Beside a weedy abandoned lot at a street corner near the bus station there stood a handsome oak tree whose green-topped, silvery bottomed leaves are shown below:

Swamp Chestnut Oak, QUERCUS MICHAUXII, leaves, comparing green tops with silvery undersurface

With those wavy leaf margins it was obviously one of the chestnut oaks, but which one? Starting to "do the botany," I saw that the pagoda-like catkins with their strung-together male flowers already had matured and been dropped as the leaves expanded. You can see a discarded, dried-up catkin dangling from a stem tip below:

Swamp Chestnut Oak, QUERCUS MICHAUXII, catkin of male flowers

The already pollinated female flowers, despite still bearing their three-branched stigmas, were starting to look like tiny acorns on a long peduncle, as shown below:

Swamp Chestnut Oak, QUERCUS MICHAUXII, developing acorns

Below the tree laid last year's acorns, shown below:

Swamp Chestnut Oak, QUERCUS MICHAUXII, old acorns

This was QUERCUS MICHAUXII, known variously as the Swamp Chestnut Oak, Basket Oak or Cow Oak. It's mostly a southeastern US species. Because of its pretty form, vigorous appearance and big acorns, this was one of my favorite trees in the swamps back in Kentucky, a tree so handsome and substantial that it just felt good looking at it, leaning against it, and especially sleeping beneath it through hoot-owl nights or during too-hot summer afternoons when wind rustled through its leaves.

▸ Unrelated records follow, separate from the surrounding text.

//! Dotwright - A builder for Graphviz DOT documents.
//!
//! Documents are built in memory as a tree of graphs, subgraphs, clusters,
//! nodes and edges, each carrying a typed attribute set, and then rendered as
//! DOT text. Identifiers are unique across the whole document, invalid
//! attribute values are clamped at the setter, and attributes left at their
//! default are never written.
//!
//! # Examples
//!
//! ```
//! use dotwright::{RootGraph, color::Color, identifier::Identified, kinds::NodeShape};
//!
//! let mut graph = RootGraph::with_label(true, "Pipeline");
//! graph.node_defaults_mut().set_shape(NodeShape::Box);
//!
//! let parse = graph.add_node_with_id("Parse", "parse").id().clone();
//! let render = graph.add_node_with_id("Render", "render").id().clone();
//! graph
//!     .add_edge(&parse, &render)
//!     .attributes_mut()
//!     .set_color(Color::Red);
//!
//! let dot = graph.render();
//! assert!(dot.contains("\tparse->render [color=\"red\"];\n"));
//! ```

pub mod config;

mod error;
mod export;
mod structure;

pub use dotwright_core::{
    attribute, attribute_set, color, geometry, identifier, kinds, sanitize,
};

pub use error::DotError;
pub use structure::{
    Cluster, DEFAULT_ROOT_ID, Edge, EdgeKey, GraphBody, Node, RootGraph, Subgraph,
};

Its big acorns are bitter with tannin, but that can be leached out with running water, which may take several weeks. Also, acorns can be buried in boggy ground over the winter, then when they germinate in the spring they have lost most of their astringency. Swamp Chestnut Oak acorns also can be roasted, dried, ground into powder and used as a thickening in stews, or mixed with grain meal for making bread. The ground, roasted acorns also make a robust kind of coffee.

Swamp Chestnut Oaks are likely to bear galls, which when soaked in water produce a strongly astringent medicine traditionally used for treating hemorrhages, chronic diarrhea, and dysentery.

What a wonderful tree, and what a delight to find it growing so healthily so near the bus station.